I've freeBSD 7.2 installed on the notebook Asus eeepc 1000H and during the startup process I'm getting these messages:
	
	



```
GEOM_LABEL: Label for provider ad0s4a is ufsid/4a7351b8d453fc64.
GEOM_LABEL: Label for provider ad0s4d is ufsid/4a7351b8300fe80c.
GEOM_LABEL: Label for provider ad0s4e is ufsid/4a7351b8f85a1125.
GEOM_LABEL: Label for provider ad0s4f is ufsid/4a7351b8d4fb46bf.
Trying to mount root from ufs:/dev/ad0s4a
GEOM_LABEL: Label ufsid/4a7351b8d453fc64 removed.
GEOM_LABEL: Label for provider ad0s4a is ufsid/4a7351b8d453fc64.
GEOM_LABEL: Label ufsid/4a7351b8f85a1125 removed.
GEOM_LABEL: Label for provider ad0s4e is ufsid/4a7351b8f85a1125.
GEOM_LABEL: Label ufsid/4a7351b8d4fb46bf removed.
GEOM_LABEL: Label for provider ad0s4f is ufsid/4a7351b8d4fb46bf.
GEOM_LABEL: Label ufsid/4a7351b8300fe80c removed.
GEOM_LABEL: Label for provider ad0s4d is ufsid/4a7351b8300fe80c.
GEOM_LABEL: Label ufsid/4a7351b8d453fc64 removed.
GEOM_LABEL: Label ufsid/4a7351b8f85a1125 removed.
GEOM_LABEL: Label ufsid/4a7351b8d4fb46bf removed.
GEOM_LABEL: Label ufsid/4a7351b8300fe80c removed.
```
Howto solve this problem?


----------



## SirDice (Aug 12, 2009)

It's not a problem, it's normal behavior.

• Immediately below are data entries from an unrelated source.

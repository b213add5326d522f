//! Parser for the salvaged room dump (`roomfil.fil`).
//!
//! The dump is a sequence of blocks:
//!
//! ```text
//! 21,W20E601
//! *A cave lizard/!corpse
//! A chest~50/A dagger$5
//! You are in a damp cave. Water drips
//! from the ceiling.
//! /T3/
//! ```
//!
//! A header line `<room>,<exits>` opens each block. Parsing never fails; units
//! that cannot be understood are skipped and reported as [`SalvageIssue`]s.

use log::{debug, warn};
use once_cell::sync::Lazy;
use regex::Regex;
use serde::{Deserialize, Serialize};
use std::collections::BTreeMap;
use thiserror::Error;

use crate::constants::ROOM_COUNT;
use crate::exits::{Direction, Exit, Exits};
use crate::room::RoomRecord;
use crate::text::split_lines;

static HEADER: Lazy<Regex> = Lazy::new(|| Regex::new(r"^(\d+),(.*)$").expect("valid pattern"));
static EXIT_TOKEN: Lazy<Regex> =
    Lazy::new(|| Regex::new(r"(?i)([NESW])(\d+)").expect("valid pattern"));

const MONSTER_PREFIXES: [char; 3] = ['!', '*', '#'];
const PRICE_MARKERS: [char; 2] = ['$', '~'];

/// A room as recovered from the salvage text.
#[derive(Debug, Clone, PartialEq, Eq, Default, Serialize, Deserialize)]
pub struct RoomDescriptor {
    pub number: u16,
    pub exits: Exits,
    pub monsters: String,
    pub objects: String,
    pub description: String,
    pub special: Option<String>,
}

impl RoomDescriptor {
    #[must_use]
    pub fn into_record(self) -> RoomRecord {
        RoomRecord {
            number: self.number,
            valid: true,
            exits: self.exits,
            monsters: self.monsters,
            objects: self.objects,
            description: self.description,
            special: self.special,
        }
    }
}

/// A unit of the dump that was skipped or overridden.
#[derive(Debug, Clone, PartialEq, Eq, Error, Serialize)]
pub enum SalvageIssue {
    #[error("line {line}: room number `{text}` does not fit a room id; block skipped")]
    RoomNumberOverflow { line: usize, text: String },
    #[error("line {line}: room {room} is outside 1..={max}; block skipped")]
    RoomOutOfRange { line: usize, room: u16, max: u16 },
    #[error("line {line}: room {room} repeated; earlier block replaced")]
    DuplicateRoom { line: usize, room: u16 },
    #[error("line {line}: exit token `{token}` does not fit a room id; ignored")]
    ExitTokenOverflow { line: usize, token: String },
}

/// Result of parsing a dump: the rooms plus everything that was skipped.
#[derive(Debug, Clone, Default, PartialEq, Eq)]
pub struct SalvageParse {
    pub rooms: BTreeMap<u16, RoomDescriptor>,
    pub issues: Vec<SalvageIssue>,
}

/// Parse an exit spec such as `N740W700`.
///
/// Returns the exits and the tokens whose number overflowed. Characters that
/// do not form a token are ignored.
#[must_use]
pub fn parse_exit_spec(spec: &str) -> (Exits, Vec<String>) {
    let mut exits = Exits::new();
    let mut rejected = Vec::new();
    for caps in EXIT_TOKEN.captures_iter(spec) {
        let letter = caps[1].as_bytes()[0];
        let Some(direction) = Direction::from_letter(letter) else {
            continue;
        };
        match caps[2].parse::<u16>() {
            Ok(destination) => exits.set(direction, Exit::original(destination)),
            Err(_) => rejected.push(caps[0].to_string()),
        }
    }
    (exits, rejected)
}

fn parse_header(line: &str) -> Option<(&str, &str)> {
    let caps = HEADER.captures(line)?;
    let number = caps.get(1)?.as_str();
    let exits = caps.get(2)?.as_str();
    Some((number, exits))
}

#[derive(Default)]
struct BlockBuilder {
    line: usize,
    room: RoomDescriptor,
    description: Vec<String>,
    special: Vec<String>,
}

impl BlockBuilder {
    fn push_line(&mut self, line: &str) {
        if !self.special.is_empty() || line.starts_with('/') {
            self.special.push(line.to_string());
            return;
        }
        if line.starts_with("./") || line.trim().is_empty() {
            return;
        }
        if self.description.is_empty() && line.starts_with(MONSTER_PREFIXES) {
            if !self.room.monsters.is_empty() {
                self.room.monsters.push(' ');
            }
            self.room.monsters.push_str(line.trim_end());
            return;
        }
        if self.description.is_empty()
            && self.room.objects.is_empty()
            && line.contains(PRICE_MARKERS)
        {
            self.room.objects = line.trim().to_string();
            return;
        }
        self.description.push(line.trim().to_string());
    }

    fn finish(mut self) -> (usize, RoomDescriptor) {
        self.room.description = self.description.join(" ");
        self.room.special = (!self.special.is_empty()).then(|| self.special.join("\n"));
        (self.line, self.room)
    }
}

/// Parse the whole dump. Lines before the first header are ignored.
#[must_use]
pub fn parse_room_dump(text: &str) -> SalvageParse {
    let mut parse = SalvageParse::default();
    let mut current: Option<BlockBuilder> = None;
    let mut skipping = false;

    for (index, line) in split_lines(text).into_iter().enumerate() {
        let line_no = index + 1;
        let Some((number_text, exit_text)) = parse_header(line) else {
            if let Some(block) = current.as_mut() {
                block.push_line(line);
            } else if skipping {
                debug!("line {line_no}: skipped inside rejected block");
            }
            continue;
        };

        if let Some(block) = current.take() {
            commit(&mut parse, block.finish());
        }

        let Ok(number) = number_text.parse::<u16>() else {
            warn!("line {line_no}: room number {number_text} out of range");
            parse.issues.push(SalvageIssue::RoomNumberOverflow {
                line: line_no,
                text: number_text.to_string(),
            });
            skipping = true;
            continue;
        };
        if !(1..=ROOM_COUNT).contains(&number) {
            warn!("line {line_no}: room {number} is outside the room file");
            parse.issues.push(SalvageIssue::RoomOutOfRange {
                line: line_no,
                room: number,
                max: ROOM_COUNT,
            });
            skipping = true;
            continue;
        }
        skipping = false;

        let (exits, rejected) = parse_exit_spec(exit_text.trim());
        for token in rejected {
            warn!("line {line_no}: exit token {token} out of range");
            parse.issues.push(SalvageIssue::ExitTokenOverflow {
                line: line_no,
                token,
            });
        }
        let mut block = BlockBuilder {
            line: line_no,
            ..BlockBuilder::default()
        };
        block.room.number = number;
        block.room.exits = exits;
        current = Some(block);
    }

    if let Some(block) = current.take() {
        commit(&mut parse, block.finish());
    }
    parse
}

fn commit(parse: &mut SalvageParse, (line, room): (usize, RoomDescriptor)) {
    if parse.rooms.contains_key(&room.number) {
        warn!("room {} appears more than once; keeping the later block", room.number);
        parse.issues.push(SalvageIssue::DuplicateRoom {
            line,
            room: room.number,
        });
    }
    parse.rooms.insert(room.number, room);
}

Read this, it's explained at the end:
http://www.freebsd.org/doc/en_US.ISO8859-1/books/handbook/geom-glabel.html


----------



## SeanC (Aug 12, 2009)

From the freebsd-hackers mailing list:



> On Wed, 8 Jul 2009, Wojciech Puchar wrote:
> 
> > i'm getting that crap every time i remount filesystem and on startup.
> > GEOM_LABEL: Label ufsid/48dd2cbe8423dd9e removed.
> ...


----------